Count the lines below that contain the word "encoded", and reply with that number alone.

RECORDS:
++++++++++++++++++++

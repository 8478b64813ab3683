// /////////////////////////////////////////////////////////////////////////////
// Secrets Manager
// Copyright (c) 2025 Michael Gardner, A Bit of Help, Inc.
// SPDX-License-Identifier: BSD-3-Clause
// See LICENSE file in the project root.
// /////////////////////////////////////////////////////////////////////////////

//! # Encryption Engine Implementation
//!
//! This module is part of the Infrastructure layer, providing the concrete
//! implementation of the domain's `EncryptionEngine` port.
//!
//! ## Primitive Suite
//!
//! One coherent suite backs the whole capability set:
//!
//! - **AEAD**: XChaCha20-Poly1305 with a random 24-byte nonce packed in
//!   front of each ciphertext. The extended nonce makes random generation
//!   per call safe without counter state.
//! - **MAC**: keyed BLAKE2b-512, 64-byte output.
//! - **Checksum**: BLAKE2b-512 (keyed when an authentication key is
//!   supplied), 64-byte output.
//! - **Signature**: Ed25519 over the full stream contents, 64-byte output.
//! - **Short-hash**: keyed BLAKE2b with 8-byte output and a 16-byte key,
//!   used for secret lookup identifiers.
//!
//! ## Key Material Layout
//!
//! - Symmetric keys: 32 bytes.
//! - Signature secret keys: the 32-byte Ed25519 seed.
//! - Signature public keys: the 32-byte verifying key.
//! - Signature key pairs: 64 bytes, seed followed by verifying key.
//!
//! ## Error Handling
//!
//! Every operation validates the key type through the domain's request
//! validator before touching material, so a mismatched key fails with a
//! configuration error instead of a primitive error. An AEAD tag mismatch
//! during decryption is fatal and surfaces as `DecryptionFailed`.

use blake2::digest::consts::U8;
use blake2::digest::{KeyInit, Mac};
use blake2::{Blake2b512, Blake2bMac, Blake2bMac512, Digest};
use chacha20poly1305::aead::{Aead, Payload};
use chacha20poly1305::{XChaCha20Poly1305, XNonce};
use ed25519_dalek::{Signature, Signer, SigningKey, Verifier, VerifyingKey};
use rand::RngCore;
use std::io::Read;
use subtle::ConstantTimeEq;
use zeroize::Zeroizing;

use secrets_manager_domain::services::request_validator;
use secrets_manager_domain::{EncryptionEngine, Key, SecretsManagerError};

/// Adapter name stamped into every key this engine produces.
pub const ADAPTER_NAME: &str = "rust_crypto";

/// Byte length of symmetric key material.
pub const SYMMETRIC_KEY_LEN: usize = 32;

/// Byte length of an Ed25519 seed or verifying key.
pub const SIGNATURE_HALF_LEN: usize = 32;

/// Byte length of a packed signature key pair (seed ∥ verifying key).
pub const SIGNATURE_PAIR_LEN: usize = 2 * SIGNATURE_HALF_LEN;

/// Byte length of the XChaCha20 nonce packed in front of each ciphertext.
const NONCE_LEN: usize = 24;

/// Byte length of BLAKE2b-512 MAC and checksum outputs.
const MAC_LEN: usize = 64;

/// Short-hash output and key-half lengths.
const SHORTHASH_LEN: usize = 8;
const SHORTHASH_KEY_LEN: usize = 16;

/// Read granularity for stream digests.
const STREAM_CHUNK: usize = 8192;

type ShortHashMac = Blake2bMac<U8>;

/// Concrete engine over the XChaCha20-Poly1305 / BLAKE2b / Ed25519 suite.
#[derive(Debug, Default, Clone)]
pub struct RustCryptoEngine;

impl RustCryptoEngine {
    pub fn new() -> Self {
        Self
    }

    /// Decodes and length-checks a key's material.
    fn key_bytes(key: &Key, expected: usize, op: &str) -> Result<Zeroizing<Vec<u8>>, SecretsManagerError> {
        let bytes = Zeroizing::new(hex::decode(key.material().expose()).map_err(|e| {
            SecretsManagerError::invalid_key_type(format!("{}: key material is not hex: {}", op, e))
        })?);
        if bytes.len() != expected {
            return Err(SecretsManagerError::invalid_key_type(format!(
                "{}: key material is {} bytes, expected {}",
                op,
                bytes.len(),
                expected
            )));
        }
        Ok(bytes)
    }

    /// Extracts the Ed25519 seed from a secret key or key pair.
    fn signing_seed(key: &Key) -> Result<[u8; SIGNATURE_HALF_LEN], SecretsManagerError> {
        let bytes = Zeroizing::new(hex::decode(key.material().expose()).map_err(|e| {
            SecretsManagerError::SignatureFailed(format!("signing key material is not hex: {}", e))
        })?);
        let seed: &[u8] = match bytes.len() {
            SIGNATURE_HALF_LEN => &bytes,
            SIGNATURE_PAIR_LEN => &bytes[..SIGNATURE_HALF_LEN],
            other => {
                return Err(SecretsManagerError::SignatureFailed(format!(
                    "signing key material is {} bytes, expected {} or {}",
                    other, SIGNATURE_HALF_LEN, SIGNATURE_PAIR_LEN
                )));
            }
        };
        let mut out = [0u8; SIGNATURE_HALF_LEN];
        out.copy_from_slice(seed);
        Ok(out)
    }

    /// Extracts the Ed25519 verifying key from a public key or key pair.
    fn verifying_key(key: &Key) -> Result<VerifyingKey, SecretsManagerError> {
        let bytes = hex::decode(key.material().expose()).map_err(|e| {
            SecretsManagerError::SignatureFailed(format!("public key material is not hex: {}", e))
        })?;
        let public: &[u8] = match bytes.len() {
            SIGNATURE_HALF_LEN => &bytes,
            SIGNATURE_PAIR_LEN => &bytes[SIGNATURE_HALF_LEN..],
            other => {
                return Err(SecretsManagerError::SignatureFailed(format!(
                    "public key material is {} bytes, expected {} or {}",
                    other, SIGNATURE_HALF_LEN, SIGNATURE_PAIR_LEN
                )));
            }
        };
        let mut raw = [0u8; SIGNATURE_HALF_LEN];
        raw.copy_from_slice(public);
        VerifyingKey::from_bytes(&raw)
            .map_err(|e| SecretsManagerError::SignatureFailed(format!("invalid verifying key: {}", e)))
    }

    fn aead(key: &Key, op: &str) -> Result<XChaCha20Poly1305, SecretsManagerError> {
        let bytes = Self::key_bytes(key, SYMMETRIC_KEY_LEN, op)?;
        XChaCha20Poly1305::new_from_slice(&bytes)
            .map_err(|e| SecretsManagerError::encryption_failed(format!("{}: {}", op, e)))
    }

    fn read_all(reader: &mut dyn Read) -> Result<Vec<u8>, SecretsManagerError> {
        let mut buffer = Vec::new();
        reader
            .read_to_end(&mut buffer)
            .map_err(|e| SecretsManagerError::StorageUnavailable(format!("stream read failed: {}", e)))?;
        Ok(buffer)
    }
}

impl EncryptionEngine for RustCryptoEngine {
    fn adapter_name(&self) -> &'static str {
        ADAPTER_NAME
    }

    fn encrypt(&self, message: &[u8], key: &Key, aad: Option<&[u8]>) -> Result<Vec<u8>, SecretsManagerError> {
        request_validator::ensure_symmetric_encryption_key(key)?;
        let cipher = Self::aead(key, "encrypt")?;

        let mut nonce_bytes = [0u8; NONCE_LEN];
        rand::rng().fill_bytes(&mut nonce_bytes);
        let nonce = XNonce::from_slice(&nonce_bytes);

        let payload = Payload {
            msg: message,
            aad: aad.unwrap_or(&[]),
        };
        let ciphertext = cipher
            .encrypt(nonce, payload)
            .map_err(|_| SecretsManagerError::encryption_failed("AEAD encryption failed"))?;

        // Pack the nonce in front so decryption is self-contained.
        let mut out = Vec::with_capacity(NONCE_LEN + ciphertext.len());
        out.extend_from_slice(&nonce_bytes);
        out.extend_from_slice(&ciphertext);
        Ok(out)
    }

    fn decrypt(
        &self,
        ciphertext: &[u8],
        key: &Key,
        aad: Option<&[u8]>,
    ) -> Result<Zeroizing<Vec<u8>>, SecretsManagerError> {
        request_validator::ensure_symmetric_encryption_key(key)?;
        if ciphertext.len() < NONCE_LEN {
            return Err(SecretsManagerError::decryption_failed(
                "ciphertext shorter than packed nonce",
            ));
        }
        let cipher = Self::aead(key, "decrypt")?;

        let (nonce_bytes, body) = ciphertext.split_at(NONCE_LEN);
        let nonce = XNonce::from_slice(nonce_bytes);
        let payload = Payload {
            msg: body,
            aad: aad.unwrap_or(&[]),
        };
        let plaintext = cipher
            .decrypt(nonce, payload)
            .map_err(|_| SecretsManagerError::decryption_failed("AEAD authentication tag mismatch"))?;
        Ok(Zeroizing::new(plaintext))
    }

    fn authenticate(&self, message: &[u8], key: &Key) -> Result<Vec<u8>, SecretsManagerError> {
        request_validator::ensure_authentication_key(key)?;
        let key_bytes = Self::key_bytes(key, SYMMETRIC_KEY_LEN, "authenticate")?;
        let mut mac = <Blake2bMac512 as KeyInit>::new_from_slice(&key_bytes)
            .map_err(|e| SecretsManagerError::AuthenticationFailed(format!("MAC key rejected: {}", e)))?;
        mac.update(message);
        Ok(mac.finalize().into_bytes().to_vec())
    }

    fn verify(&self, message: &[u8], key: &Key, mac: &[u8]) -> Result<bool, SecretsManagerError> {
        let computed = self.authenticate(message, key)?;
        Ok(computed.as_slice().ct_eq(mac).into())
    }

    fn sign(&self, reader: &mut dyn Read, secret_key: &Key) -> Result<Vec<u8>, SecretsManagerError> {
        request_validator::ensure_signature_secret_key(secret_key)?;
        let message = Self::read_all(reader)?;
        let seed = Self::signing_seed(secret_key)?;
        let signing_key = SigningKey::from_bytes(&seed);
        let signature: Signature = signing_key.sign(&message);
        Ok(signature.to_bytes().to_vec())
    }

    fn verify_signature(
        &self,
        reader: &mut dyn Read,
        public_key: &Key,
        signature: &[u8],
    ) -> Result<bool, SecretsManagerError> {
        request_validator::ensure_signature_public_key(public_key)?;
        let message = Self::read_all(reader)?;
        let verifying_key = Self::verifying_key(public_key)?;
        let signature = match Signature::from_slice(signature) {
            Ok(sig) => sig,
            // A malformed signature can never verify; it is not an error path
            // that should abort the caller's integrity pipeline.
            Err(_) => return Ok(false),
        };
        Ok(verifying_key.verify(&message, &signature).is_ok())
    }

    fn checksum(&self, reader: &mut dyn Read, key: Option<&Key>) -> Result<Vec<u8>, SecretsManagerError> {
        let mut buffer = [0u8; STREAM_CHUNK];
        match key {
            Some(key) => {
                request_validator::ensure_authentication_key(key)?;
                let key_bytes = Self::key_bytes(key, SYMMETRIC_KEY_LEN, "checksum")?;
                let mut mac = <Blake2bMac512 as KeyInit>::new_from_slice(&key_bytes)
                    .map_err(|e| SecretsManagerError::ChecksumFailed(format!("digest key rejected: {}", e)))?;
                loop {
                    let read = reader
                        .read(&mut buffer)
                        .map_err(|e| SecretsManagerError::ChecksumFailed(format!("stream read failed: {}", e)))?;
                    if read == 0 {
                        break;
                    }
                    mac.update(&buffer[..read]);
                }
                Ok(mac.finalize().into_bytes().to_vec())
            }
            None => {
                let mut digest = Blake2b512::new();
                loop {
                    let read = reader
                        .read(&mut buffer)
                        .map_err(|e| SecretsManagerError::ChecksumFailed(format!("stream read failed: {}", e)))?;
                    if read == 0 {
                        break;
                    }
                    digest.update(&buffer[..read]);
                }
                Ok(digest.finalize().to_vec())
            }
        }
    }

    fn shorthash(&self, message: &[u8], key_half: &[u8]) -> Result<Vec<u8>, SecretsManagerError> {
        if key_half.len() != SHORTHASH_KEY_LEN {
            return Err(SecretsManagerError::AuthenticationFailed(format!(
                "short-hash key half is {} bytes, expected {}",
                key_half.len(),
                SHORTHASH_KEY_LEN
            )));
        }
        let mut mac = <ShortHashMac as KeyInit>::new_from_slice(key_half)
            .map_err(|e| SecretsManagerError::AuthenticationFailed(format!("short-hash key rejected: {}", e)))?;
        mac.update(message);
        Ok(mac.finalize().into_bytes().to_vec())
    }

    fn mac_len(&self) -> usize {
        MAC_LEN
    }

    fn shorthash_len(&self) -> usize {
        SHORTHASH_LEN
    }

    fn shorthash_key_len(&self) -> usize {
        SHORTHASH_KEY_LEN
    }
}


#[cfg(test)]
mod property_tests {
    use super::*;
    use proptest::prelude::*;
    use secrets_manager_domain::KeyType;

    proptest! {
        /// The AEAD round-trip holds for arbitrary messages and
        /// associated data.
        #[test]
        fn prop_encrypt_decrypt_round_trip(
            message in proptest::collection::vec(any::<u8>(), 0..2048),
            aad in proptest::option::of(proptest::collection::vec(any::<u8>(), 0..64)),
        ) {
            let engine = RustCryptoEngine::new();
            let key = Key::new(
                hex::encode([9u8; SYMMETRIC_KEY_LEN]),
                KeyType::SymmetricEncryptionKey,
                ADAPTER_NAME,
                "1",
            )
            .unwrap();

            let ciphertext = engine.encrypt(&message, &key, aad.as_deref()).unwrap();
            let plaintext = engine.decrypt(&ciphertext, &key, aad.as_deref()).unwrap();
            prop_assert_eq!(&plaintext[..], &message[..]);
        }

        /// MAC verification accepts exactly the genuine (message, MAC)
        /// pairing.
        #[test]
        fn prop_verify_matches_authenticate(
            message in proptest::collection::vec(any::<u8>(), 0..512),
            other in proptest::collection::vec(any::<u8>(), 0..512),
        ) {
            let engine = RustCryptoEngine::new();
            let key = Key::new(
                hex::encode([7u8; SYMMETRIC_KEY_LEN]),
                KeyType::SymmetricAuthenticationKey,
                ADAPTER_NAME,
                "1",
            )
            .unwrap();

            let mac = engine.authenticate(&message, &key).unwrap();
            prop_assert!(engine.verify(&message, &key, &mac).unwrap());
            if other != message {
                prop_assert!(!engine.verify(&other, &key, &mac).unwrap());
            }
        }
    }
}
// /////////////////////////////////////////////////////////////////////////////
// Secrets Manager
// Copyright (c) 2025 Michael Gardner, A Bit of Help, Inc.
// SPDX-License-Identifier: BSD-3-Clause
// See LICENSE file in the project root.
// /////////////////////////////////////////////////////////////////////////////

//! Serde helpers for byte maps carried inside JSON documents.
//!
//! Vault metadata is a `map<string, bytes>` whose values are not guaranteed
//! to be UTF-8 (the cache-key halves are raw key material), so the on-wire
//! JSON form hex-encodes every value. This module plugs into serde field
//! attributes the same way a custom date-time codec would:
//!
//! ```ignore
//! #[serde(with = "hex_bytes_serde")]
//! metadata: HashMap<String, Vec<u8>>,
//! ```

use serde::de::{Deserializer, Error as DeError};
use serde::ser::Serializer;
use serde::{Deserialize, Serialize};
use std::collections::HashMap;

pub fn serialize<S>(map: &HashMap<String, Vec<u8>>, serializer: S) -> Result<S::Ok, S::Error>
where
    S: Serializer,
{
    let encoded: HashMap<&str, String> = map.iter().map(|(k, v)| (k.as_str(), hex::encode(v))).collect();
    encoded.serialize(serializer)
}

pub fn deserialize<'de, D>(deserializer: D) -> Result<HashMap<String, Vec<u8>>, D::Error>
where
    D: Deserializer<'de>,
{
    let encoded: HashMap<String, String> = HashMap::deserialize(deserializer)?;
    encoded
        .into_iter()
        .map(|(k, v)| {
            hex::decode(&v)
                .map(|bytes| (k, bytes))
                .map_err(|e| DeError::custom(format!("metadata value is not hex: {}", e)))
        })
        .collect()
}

++++++++++++++++++++

EXERCISE RESPONSE: 4